Unsolvable problems don’t have to be dealbreakers. What matters is how couples handle them. Instead of seeing disagreements as signs of incompatibility, the healthiest couples recognize them as natural and navigate them with patience and mutual respect.
3. Always Make Repair Attempts
It’s not conflict itself that ruins relationships—it’s the lingering resentment that can follow if conflicts go unresolved. Successful couples don’t just argue; they also repair the relationship afterward.
A repair attempt is any gesture—verbal or nonverbal—that helps defuse tension and reinforce the bond between partners. This could be an apology, a reassuring touch, humor, or even a simple, “I don’t want to fight. Can we start over?”
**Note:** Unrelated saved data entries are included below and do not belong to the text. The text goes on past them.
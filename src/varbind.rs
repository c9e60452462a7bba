//! Variable binding (VarBind) type.
//!
//! A VarBind pairs an OID with a value.

use crate::ber::{Decoder, EncodeBuf};
use crate::error::Result;
use crate::oid::Oid;
use crate::value::Value;

/// Variable binding - an OID-value pair.
#[derive(Debug, Clone, PartialEq)]
pub struct VarBind {
    /// The object identifier.
    pub oid: Oid,
    /// The value.
    pub value: Value,
}

impl VarBind {
    /// Create a new VarBind.
    pub fn new(oid: Oid, value: Value) -> Self {
        Self { oid, value }
    }

    /// Create a VarBind with a NULL value (as in GET requests).
    pub fn null(oid: Oid) -> Self {
        Self {
            oid,
            value: Value::Null,
        }
    }

    /// Encode to BER.
    pub fn encode(&self, buf: &mut EncodeBuf) {
        buf.push_sequence(|buf| {
            self.value.encode(buf);
            buf.push_oid(&self.oid);
        });
    }

    /// Returns the exact encoded size of this VarBind in bytes.
    ///
    /// Computed arithmetically without allocating; used for response size
    /// budgeting in GETBULK processing.
    pub fn encoded_size(&self) -> usize {
        use crate::ber::length_encoded_len;

        let oid_len = self.oid.ber_encoded_len();
        let value_len = self.value.ber_encoded_len();
        let content_len = oid_len + value_len;

        1 + length_encoded_len(content_len) + content_len
    }

    /// Decode from BER.
    pub fn decode(decoder: &mut Decoder) -> Result<Self> {
        let mut seq = decoder.read_sequence()?;
        let oid = seq.read_oid()?;
        let value = Value::decode(&mut seq)?;
        Ok(VarBind { oid, value })
    }
}

impl std::fmt::Display for VarBind {
    fn fmt(&self, f: &mut std::fmt::Formatter<'_>) -> std::fmt::Result {
        write!(f, "{} = {}", self.oid, self.value)
    }
}

/// Encodes a list of VarBinds as SEQUENCE OF SEQUENCE.
pub fn encode_varbind_list(buf: &mut EncodeBuf, varbinds: &[VarBind]) {
    buf.push_sequence(|buf| {
        // Encode in reverse order since we're using a reverse buffer
        for vb in varbinds.iter().rev() {
            vb.encode(buf);
        }
    });
}

/// Decodes a BER-encoded VarBind list.
pub fn decode_varbind_list(decoder: &mut Decoder) -> Result<Vec<VarBind>> {
    let mut seq = decoder.read_sequence()?;

    // Typical VarBind is 20-50 bytes; 16 keeps reallocations rare without
    // over-allocating
    let estimated_capacity = (seq.remaining() / 16).max(1);
    let mut varbinds = Vec::with_capacity(estimated_capacity);

    while !seq.is_empty() {
        varbinds.push(VarBind::decode(&mut seq)?);
    }

    Ok(varbinds)
}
For instance, if an argument is escalating, one partner could reach out, hold the other’s hand, and say, “I love you. I don’t want to fight like this.” While this doesn’t erase the disagreement, it shifts the focus toward working together rather than against each other.
However, repair attempts only work if both partners are willing to accept them. If one person offers an olive branch but the other refuses to take it, resentment can linger. The key is to recognize these gestures as a way to reconnect and move forward.
4. Forgive and Focus on Gratitude
Forgiveness doesn’t mean ignoring problems or pretending they didn’t happen. Instead, it means choosing not to let past hurts define the relationship. Holding onto resentment can create distance, while letting go allows couples to move forward.
Forgiveness takes time, but research shows that practicing gratitude can make it easier. When couples actively focus on the positive aspects of their relationship, they shift their perspective away from mistakes and toward appreciation.
For example, if a partner forgets an anniversary or an important promise, it’s understandable to feel hurt. However, rather than fixating on the mistake, one might also recall the many ways their partner has shown love and support in other moments. This doesn’t mean dismissing hurt feelings—it just means putting them in a broader, more forgiving context.
By choosing to see a partner as a whole person rather than defining them by one mistake, couples create a path forward with love and hope.
Final Thoughts
Conflict is inevitable in any relationship, but it doesn’t have to be destructive. By starting conversations gently, accepting unsolvable differences, making repair attempts, and practicing forgiveness and gratitude, couples can turn disagreements into opportunities for deeper understanding.
The strongest relationships aren’t free of conflict—they are simply built on the skills to navigate it in a way that strengthens the bond rather than weakens it.